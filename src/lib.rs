//! # dashwrap
//!
//! Polls a transit feed (MARTA), an events feed (Ticketmaster) and a social
//! feed (Reddit), normalizes each into a Dashing widget payload, and pushes it
//! to the dashboard.
//!
//! A run handles exactly one source:
//!
//! ```text
//! ProviderSet ──► adapter (fetch + normalize) ──► Delivery ──► PushClient
//! ```
//!
//! ```rust,ignore
//! let config = Config::load("config.toml")?;
//! let dispatcher = Dispatcher::from_config(&config, HttpProviders::new(&config))?;
//! dispatcher
//!     .dispatch(&SourceRequest::Transit { station: "Five Points".into() })
//!     .await?;
//! ```

pub mod adapters;
pub mod cli;
pub mod config;
pub mod dispatcher;
pub mod error;
pub mod payload;
pub mod providers;
pub mod push;

pub use config::Config;
pub use dispatcher::{Dispatcher, SourceRequest};
pub use error::{AdapterError, ConfigError, DispatchError, PushError};
pub use payload::{Delivery, ListItem, NotificationPayload, Payload, WidgetPayload};
pub use providers::HttpProviders;
pub use push::PushClient;
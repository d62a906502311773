use serde::{Deserialize, Serialize};

/// One row in a Dashing list widget.
#[derive(Debug, Clone, PartialEq, Eq, Serialize, Deserialize)]
pub struct ListItem {
    pub label: String,
    pub value: String,
}

impl ListItem {
    pub fn new(label: impl Into<String>, value: impl Into<String>) -> Self {
        Self {
            label: label.into(),
            value: value.into(),
        }
    }
}

/// Body for a list widget. `items` are in display order.
#[derive(Debug, Clone, PartialEq, Eq, Serialize, Deserialize)]
pub struct WidgetPayload {
    pub auth_token: String,
    pub title: String,
    pub items: Vec<ListItem>,
}

/// Body for a text widget (title line plus "more info" footer).
#[derive(Debug, Clone, PartialEq, Eq, Serialize, Deserialize)]
pub struct NotificationPayload {
    pub auth_token: String,
    pub text: String,
    pub moreinfo: String,
}

/// Either payload shape. Serializes as the bare inner object.
#[derive(Debug, Clone, PartialEq, Eq, Serialize)]
#[serde(untagged)]
pub enum Payload {
    List(WidgetPayload),
    Notification(NotificationPayload),
}

impl From<WidgetPayload> for Payload {
    fn from(p: WidgetPayload) -> Self {
        Payload::List(p)
    }
}

impl From<NotificationPayload> for Payload {
    fn from(p: NotificationPayload) -> Self {
        Payload::Notification(p)
    }
}

/// A payload bound to the widget it is addressed to.
#[derive(Debug, Clone, PartialEq, Eq, Serialize)]
pub struct Delivery {
    pub widget: String,
    pub payload: Payload,
}

impl Delivery {
    pub fn new(widget: impl Into<String>, payload: impl Into<Payload>) -> Self {
        Self {
            widget: widget.into(),
            payload: payload.into(),
        }
    }
}
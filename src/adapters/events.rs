//! Upcoming venue events as a list widget.
//!
//! Event names are cut to fit the widget and start dates are shortened to
//! `Mon-DD`. The venue name doubles as the widget name unless overridden.

use chrono::NaiveDate;
use tracing::debug;

use super::SourceRecord;
use crate::config::VenueRegistry;
use crate::error::{AdapterError, DispatchError};
use crate::payload::{Delivery, ListItem, WidgetPayload};
use crate::providers::{Event, EventsProvider};

pub const DEFAULT_VENUE: &str = "tabernacle";
pub const DEFAULT_EVENT_LIMIT: usize = 7;
pub const DEFAULT_MAX_NAME_LENGTH: usize = 45;
pub const ELLIPSIS: &str = "...";

#[derive(Debug, Clone, PartialEq, Eq)]
pub struct EventsOptions {
    /// Most events requested from the provider.
    pub limit: usize,
    /// Longest label, in chars, before the ellipsis is appended.
    pub max_name_length: usize,
    /// Widget to push to. `None` means the venue name.
    pub widget_name: Option<String>,
}

impl Default for EventsOptions {
    fn default() -> Self {
        Self {
            limit: DEFAULT_EVENT_LIMIT,
            max_name_length: DEFAULT_MAX_NAME_LENGTH,
            widget_name: None,
        }
    }
}

/// Hard cut at `max` chars plus [`ELLIPSIS`]; names that fit are returned as-is.
pub fn truncate_label(name: &str, max: usize) -> String {
    match name.char_indices().nth(max) {
        Some((cut, _)) => format!("{}{ELLIPSIS}", &name[..cut]),
        None => name.to_string(),
    }
}

/// `2017-04-28` -> `Apr-28`. Anything not shaped `YYYY-MM-DD` is rejected.
pub fn format_start_date(date: &str) -> Result<String, AdapterError> {
    let invalid = || AdapterError::InvalidDate(date.to_string());

    let bytes = date.as_bytes();
    let shaped = bytes.len() == 10
        && bytes
            .iter()
            .enumerate()
            .all(|(i, b)| if i == 4 || i == 7 { *b == b'-' } else { b.is_ascii_digit() });
    if !shaped {
        return Err(invalid());
    }

    let parsed = NaiveDate::parse_from_str(date, "%Y-%m-%d").map_err(|_| invalid())?;
    Ok(parsed.format("%b-%d").to_string())
}

pub fn venue_title(venue_name: &str) -> String {
    format!("Events: {venue_name}")
}

impl SourceRecord for Event {
    fn label(&self) -> String {
        self.name.clone()
    }

    fn value(&self) -> Result<String, AdapterError> {
        match &self.start_date {
            Some(date) => format_start_date(date),
            None => Err(AdapterError::InvalidDate(String::new())),
        }
    }
}

pub struct EventsAdapter<'a, P> {
    provider: &'a P,
    venues: &'a VenueRegistry,
    auth_token: &'a str,
}

impl<'a, P: EventsProvider> EventsAdapter<'a, P> {
    pub fn new(provider: &'a P, venues: &'a VenueRegistry, auth_token: &'a str) -> Self {
        Self {
            provider,
            venues,
            auth_token,
        }
    }

    /// Resolve `venue` and fetch up to `limit` events in provider order.
    ///
    /// An unknown venue is a configuration error and the provider is never
    /// called.
    pub async fn fetch_events(
        &self,
        venue: &str,
        limit: usize,
    ) -> Result<Vec<Event>, DispatchError> {
        let venue_id = self.venues.resolve(venue)?;
        debug!(venue, venue_id, limit, "fetching events");
        let mut events = self.provider.events(venue_id, limit).await?;
        events.truncate(limit);
        Ok(events)
    }

    pub fn to_payload(
        &self,
        venue_name: &str,
        events: &[Event],
        options: &EventsOptions,
    ) -> Result<Delivery, AdapterError> {
        let items = events
            .iter()
            .map(|event| {
                Ok(ListItem::new(
                    truncate_label(&event.label(), options.max_name_length),
                    event.value()?,
                ))
            })
            .collect::<Result<Vec<_>, AdapterError>>()?;

        let widget = options.widget_name.as_deref().unwrap_or(venue_name);
        let payload = WidgetPayload {
            auth_token: self.auth_token.to_string(),
            title: venue_title(venue_name),
            items,
        };
        Ok(Delivery::new(widget, payload))
    }

    pub async fn delivery(
        &self,
        venue: &str,
        options: &EventsOptions,
    ) -> Result<Delivery, DispatchError> {
        let events = self.fetch_events(venue, options.limit).await?;
        Ok(self.to_payload(venue, &events, options)?)
    }
}
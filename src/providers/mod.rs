//! # Providers
//!
//! Thin HTTP clients for the three upstream feeds, plus the traits the
//! adapters are written against.
//!
//! | trait               | HTTP implementation    | upstream                       |
//! |---------------------|------------------------|--------------------------------|
//! | [`TransitProvider`] | [`MartaClient`]        | MARTA realtime rail arrivals   |
//! | [`EventsProvider`]  | [`TicketmasterClient`] | Ticketmaster Discovery v2      |
//! | [`SocialProvider`]  | [`RedditClient`]       | Reddit subreddit top listing   |
//!
//! [`ProviderSet`] hands the dispatcher one provider at a time, so a run only
//! needs the credentials of the source it actually touches.

// The traits are only used through generics, never as `dyn`, so the missing
// `Send` bound on the returned futures does not matter here.
#![allow(async_fn_in_trait)]

pub mod marta;
pub mod reddit;
pub mod ticketmaster;

pub use marta::{MartaClient, TransitArrival};
pub use reddit::{RedditClient, SocialPost};
pub use ticketmaster::{Event, TicketmasterClient};

use reqwest::{Client, RequestBuilder};
use serde::de::DeserializeOwned;
use tracing::debug;

use crate::config::Config;
use crate::error::{AdapterError, ConfigError};

pub trait TransitProvider {
    /// All arrivals at stations whose name matches `station`.
    async fn arrivals(&self, station: &str) -> Result<Vec<TransitArrival>, AdapterError>;
}

pub trait EventsProvider {
    /// Up to `size` upcoming events at `venue_id`, earliest first.
    async fn events(&self, venue_id: &str, size: usize) -> Result<Vec<Event>, AdapterError>;
}

pub trait SocialProvider {
    /// Up to `limit` of today's top posts, highest ranked first.
    async fn top_of_day(&self, limit: usize) -> Result<Vec<SocialPost>, AdapterError>;
}

/// Builds providers on demand, failing with the missing config key.
pub trait ProviderSet {
    type Transit: TransitProvider;
    type Events: EventsProvider;
    type Social: SocialProvider;

    fn transit(&self) -> Result<Self::Transit, ConfigError>;
    fn events(&self) -> Result<Self::Events, ConfigError>;
    fn social(&self) -> Result<Self::Social, ConfigError>;
}

/// The production [`ProviderSet`]: reqwest clients configured from [`Config`].
pub struct HttpProviders<'a> {
    config: &'a Config,
    client: Client,
}

impl<'a> HttpProviders<'a> {
    pub fn new(config: &'a Config) -> Self {
        Self::with_client(config, Client::new())
    }

    pub fn with_client(config: &'a Config, client: Client) -> Self {
        Self { config, client }
    }
}

impl ProviderSet for HttpProviders<'_> {
    type Transit = MartaClient;
    type Events = TicketmasterClient;
    type Social = RedditClient;

    fn transit(&self) -> Result<MartaClient, ConfigError> {
        Ok(MartaClient::new(self.config.marta()?, self.client.clone()))
    }

    fn events(&self) -> Result<TicketmasterClient, ConfigError> {
        Ok(TicketmasterClient::new(
            self.config.ticketmaster()?,
            self.client.clone(),
        ))
    }

    fn social(&self) -> Result<RedditClient, ConfigError> {
        Ok(RedditClient::new(self.config.reddit(), self.client.clone()))
    }
}

/// Send `request` and decode a JSON body of type `T`.
///
/// # Returns
/// - `Err(AdapterError::ProviderUnavailable)` when the request never completes
///   or the provider answers non-2xx (the status goes into `detail`).
/// - `Err(AdapterError::MalformedResponse)` when the body is not the expected JSON.
pub(crate) async fn get_json<T: DeserializeOwned>(
    provider: &'static str,
    request: RequestBuilder,
) -> Result<T, AdapterError> {
    let resp = request
        .send()
        .await
        .map_err(|e| AdapterError::ProviderUnavailable {
            provider,
            detail: e.to_string(),
        })?;

    let status = resp.status();
    debug!(provider, status = status.as_u16(), "provider answered");
    if !status.is_success() {
        return Err(AdapterError::ProviderUnavailable {
            provider,
            detail: format!("HTTP {}", status.as_u16()),
        });
    }

    let bytes = resp
        .bytes()
        .await
        .map_err(|e| AdapterError::ProviderUnavailable {
            provider,
            detail: e.to_string(),
        })?;

    serde_json::from_slice::<T>(&bytes).map_err(|e| AdapterError::MalformedResponse {
        provider,
        detail: e.to_string(),
    })
}
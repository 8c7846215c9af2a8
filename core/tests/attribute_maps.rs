//! Separate test suite for building attribute maps
//! through the public API only.
use dicom_dict_core::{tags, uids, Attribute, AttributeMap, Element, Tag, Value, VR};

#[test]
fn attribute_maps_iterate_in_tag_order() {
    let mut map = AttributeMap::new();
    map.insert("00280010".parse().unwrap(), Attribute::new(VR::US, [512_u16]));
    map.insert(tags::PATIENT_NAME, Attribute::new(VR::PN, "Sim\u{f5}es^Jo\u{e3}o"));
    map.insert("(0008,0060)".parse().unwrap(), Attribute::new(VR::CS, ["MR"]));
    map.insert(tags::TRANSFER_SYNTAX_UID, Attribute::new(VR::UI, [uids::EXPLICIT_VR_LITTLE_ENDIAN]));

    let tags: Vec<String> = map.keys().map(|tag| tag.to_hex_string()).collect();
    assert_eq!(tags, ["00020010", "00080060", "00100010", "00280010"]);

    // one entry per tag
    map.insert(Tag(0x0008, 0x0060), Attribute::new(VR::CS, ["CT"]));
    assert_eq!(map.len(), 4);
    assert_eq!(
        map[&Tag(0x0008, 0x0060)].value,
        Some(Value::Seq(vec![Element::from("CT")]))
    );
}

#[test]
fn value_representations_from_text() {
    let vrs: Vec<VR> = ["UL", "SH", "SQ", "OB"]
        .iter()
        .map(|code| code.parse().unwrap())
        .collect();
    assert_eq!(vrs, [VR::UL, VR::SH, VR::SQ, VR::OB]);
    assert!("ZZ".parse::<VR>().is_err());
    assert_eq!(VR::from_binary(*b"PN"), Some(VR::PN));
}
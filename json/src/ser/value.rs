//! DICOM value serialization

use dicom_dict_core::{Element, VR};
use serde::ser::{Error as _, SerializeSeq};
use serde::Serialize;

use crate::{DicomJson, INFINITY, NAN, NEG_INFINITY};

/// The largest integer magnitude that a JSON number
/// holds without precision loss (2^53 - 1).
const MAX_SAFE_INTEGER: i64 = (1 << 53) - 1;

/// Wrapper type for value elements
/// which should always be encoded as strings.
///
/// Should be used for the value representations
/// AE, AS, CS, DA, DT, LO, LT, SH, ST, TM, UC, UI, UR, and UT.
#[derive(Debug, Clone)]
pub struct AsStrings<'a>(pub &'a [Element]);

impl Serialize for AsStrings<'_> {
    fn serialize<S>(&self, serializer: S) -> Result<S::Ok, S::Error>
    where
        S: serde::Serializer,
    {
        let mut ser = serializer.serialize_seq(Some(self.0.len()))?;
        for element in self.0 {
            let text = element
                .to_str()
                .ok_or_else(|| S::Error::custom(format!("cannot encode {} as text", element)))?;
            ser.serialize_element(&*text)?;
        }
        ser.end()
    }
}

/// Wrapper type for value elements
/// which should be encoded as attribute tags (`"GGGGEEEE"`).
///
/// Should only be used for the value representation AT.
#[derive(Debug, Clone)]
pub struct AsTags<'a>(pub &'a [Element]);

impl Serialize for AsTags<'_> {
    fn serialize<S>(&self, serializer: S) -> Result<S::Ok, S::Error>
    where
        S: serde::Serializer,
    {
        let mut ser = serializer.serialize_seq(Some(self.0.len()))?;
        for element in self.0 {
            match element {
                Element::Str(s) => ser.serialize_element(s)?,
                Element::Int(i) => {
                    let tag = u32::try_from(*i).map_err(|_| {
                        S::Error::custom(format!("{} is not an attribute tag", i))
                    })?;
                    ser.serialize_element(&format!("{:08X}", tag))?
                }
                _ => {
                    return Err(S::Error::custom(format!(
                        "cannot encode {} as an attribute tag",
                        element
                    )))
                }
            }
        }
        ser.end()
    }
}

/// Wrapper type for value elements
/// which should preferably be encoded as numbers,
/// unless the value is already a string,
/// or if it is an integer beyond 2^53 - 1 in magnitude.
///
/// Should be used for the value representations
/// DS, FL, FD, IS, SL, SS, SV, UL, US, and UV.
#[derive(Debug, Clone)]
pub struct AsNumbers<'a>(pub &'a [Element]);

impl Serialize for AsNumbers<'_> {
    fn serialize<S>(&self, serializer: S) -> Result<S::Ok, S::Error>
    where
        S: serde::Serializer,
    {
        let mut ser = serializer.serialize_seq(Some(self.0.len()))?;
        for element in self.0 {
            match element {
                Element::Str(s) => ser.serialize_element(s)?,
                Element::Int(number) => {
                    if (-MAX_SAFE_INTEGER..=MAX_SAFE_INTEGER).contains(number) {
                        ser.serialize_element(number)?;
                    } else {
                        ser.serialize_element(&number.to_string())?;
                    }
                }
                Element::Float(number) => {
                    if number.is_finite() {
                        ser.serialize_element(number)?;
                    } else if number.is_nan() {
                        ser.serialize_element(NAN)?;
                    } else if number.is_sign_positive() {
                        ser.serialize_element(INFINITY)?;
                    } else {
                        ser.serialize_element(NEG_INFINITY)?;
                    }
                }
                _ => {
                    return Err(S::Error::custom(format!(
                        "cannot encode {} as a number",
                        element
                    )))
                }
            }
        }
        ser.end()
    }
}

/// Wrapper type for the items of a sequence attribute.
#[derive(Debug, Clone)]
pub struct AsItems<'a>(pub &'a [Element]);

impl Serialize for AsItems<'_> {
    fn serialize<S>(&self, serializer: S) -> Result<S::Ok, S::Error>
    where
        S: serde::Serializer,
    {
        let mut ser = serializer.serialize_seq(Some(self.0.len()))?;
        for element in self.0 {
            let Element::Item(item) = element else {
                return Err(S::Error::custom(format!(
                    "cannot encode {} as a sequence item",
                    element
                )));
            };
            ser.serialize_element(&DicomJson(item))?;
        }
        ser.end()
    }
}

/// Wrapper type for binary data,
/// to be encoded in base64.
#[derive(Debug, Clone)]
pub struct InlineBinary<'a>(pub &'a [u8]);

impl Serialize for InlineBinary<'_> {
    fn serialize<S>(&self, serializer: S) -> Result<S::Ok, S::Error>
    where
        S: serde::Serializer,
    {
        use base64::Engine;
        let str = base64::engine::general_purpose::STANDARD.encode(self.0);
        serializer.serialize_str(&str)
    }
}

/// Gather the little endian bytes of the elements of a binary attribute.
///
/// Byte payloads are taken as is,
/// numbers are laid out in the width of the value representation.
pub fn binary_bytes(vr: VR, elements: &[Element]) -> Result<Vec<u8>, String> {
    let out_of_range = |i: &i64| format!("{} does not fit in VR {}", i, vr);
    let mut out = Vec::new();
    for element in elements {
        match (vr, element) {
            (_, Element::Bytes(bytes)) => out.extend_from_slice(bytes),
            (VR::OB | VR::UN, Element::Int(i)) => {
                out.push(u8::try_from(*i).map_err(|_| out_of_range(i))?);
            }
            (VR::OW, Element::Int(i)) => {
                let v = u16::try_from(*i).map_err(|_| out_of_range(i))?;
                out.extend_from_slice(&v.to_le_bytes());
            }
            (VR::OL, Element::Int(i)) => {
                let v = u32::try_from(*i).map_err(|_| out_of_range(i))?;
                out.extend_from_slice(&v.to_le_bytes());
            }
            (VR::OV, Element::Int(i)) => {
                let v = u64::try_from(*i).map_err(|_| out_of_range(i))?;
                out.extend_from_slice(&v.to_le_bytes());
            }
            (VR::OF, Element::Float(f)) => out.extend_from_slice(&(*f as f32).to_le_bytes()),
            (VR::OF, Element::Int(i)) => out.extend_from_slice(&(*i as f32).to_le_bytes()),
            (VR::OD, Element::Float(f)) => out.extend_from_slice(&f.to_le_bytes()),
            (VR::OD, Element::Int(i)) => out.extend_from_slice(&(*i as f64).to_le_bytes()),
            _ => return Err(format!("cannot encode {} as VR {} binary data", element, vr)),
        }
    }
    Ok(out)
}

/// Wrapper type for value elements
/// which should always be encoded as person names.
///
/// Should only used for the value representation PN.
#[derive(Debug, Clone)]
pub struct AsPersonNames<'a>(pub &'a [Element]);

impl Serialize for AsPersonNames<'_> {
    fn serialize<S>(&self, serializer: S) -> Result<S::Ok, S::Error>
    where
        S: serde::Serializer,
    {
        let mut ser = serializer.serialize_seq(Some(self.0.len()))?;
        for element in self.0 {
            let name = element.as_str().ok_or_else(|| {
                S::Error::custom(format!("cannot encode {} as a person name", element))
            })?;
            ser.serialize_element(&PersonNameDef::from(name))?;
        }
        ser.end()
    }
}

/// Wrapper type for a string
/// to be interpreted as a person's name.
///
/// The component groups of the name are separated by `=`.
/// Should only used for the value representation PN.
#[derive(Debug, Clone, Serialize)]
pub struct PersonNameDef<'a> {
    #[serde(rename = "Alphabetic", skip_serializing_if = "Option::is_none")]
    alphabetic: Option<&'a str>,
    #[serde(rename = "Ideographic", skip_serializing_if = "Option::is_none")]
    ideographic: Option<&'a str>,
    #[serde(rename = "Phonetic", skip_serializing_if = "Option::is_none")]
    phonetic: Option<&'a str>,
}

impl<'a> From<&'a str> for PersonNameDef<'a> {
    fn from(value: &'a str) -> Self {
        let mut groups = value.splitn(3, '=').map(|g| Some(g).filter(|g| !g.is_empty()));
        PersonNameDef {
            alphabetic: groups.next().flatten(),
            ideographic: groups.next().flatten(),
            phonetic: groups.next().flatten(),
        }
    }
}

## WHAT NEEDS TO BE DONE
Please copy, exactly as written, every line in the listing above from the line with "assert_eq!(vrs, [VR::UL, VR::SH, VR::SQ, VR::OB]);" up to and including the line with "impl Serialize for AsTags<'_>".

## ANSWER BELOW
    assert_eq!(vrs, [VR::UL, VR::SH, VR::SQ, VR::OB]);
    assert!("ZZ".parse::<VR>().is_err());
    assert_eq!(VR::from_binary(*b"PN"), Some(VR::PN));
}
filename json/src/ser/value.rs
//! DICOM value serialization

use dicom_dict_core::{Element, VR};
use serde::ser::{Error as _, SerializeSeq};
use serde::Serialize;

use crate::{DicomJson, INFINITY, NAN, NEG_INFINITY};

/// The largest integer magnitude that a JSON number
/// holds without precision loss (2^53 - 1).
const MAX_SAFE_INTEGER: i64 = (1 << 53) - 1;

/// Wrapper type for value elements
/// which should always be encoded as strings.
///
/// Should be used for the value representations
/// AE, AS, CS, DA, DT, LO, LT, SH, ST, TM, UC, UI, UR, and UT.
#[derive(Debug, Clone)]
pub struct AsStrings<'a>(pub &'a [Element]);

impl Serialize for AsStrings<'_> {
    fn serialize<S>(&self, serializer: S) -> Result<S::Ok, S::Error>
    where
        S: serde::Serializer,
    {
        let mut ser = serializer.serialize_seq(Some(self.0.len()))?;
        for element in self.0 {
            let text = element
                .to_str()
                .ok_or_else(|| S::Error::custom(format!("cannot encode {} as text", element)))?;
            ser.serialize_element(&*text)?;
        }
        ser.end()
    }
}

/// Wrapper type for value elements
/// which should be encoded as attribute tags (`"GGGGEEEE"`).
///
/// Should only be used for the value representation AT.
#[derive(Debug, Clone)]
pub struct AsTags<'a>(pub &'a [Element]);

impl Serialize for AsTags<'_> {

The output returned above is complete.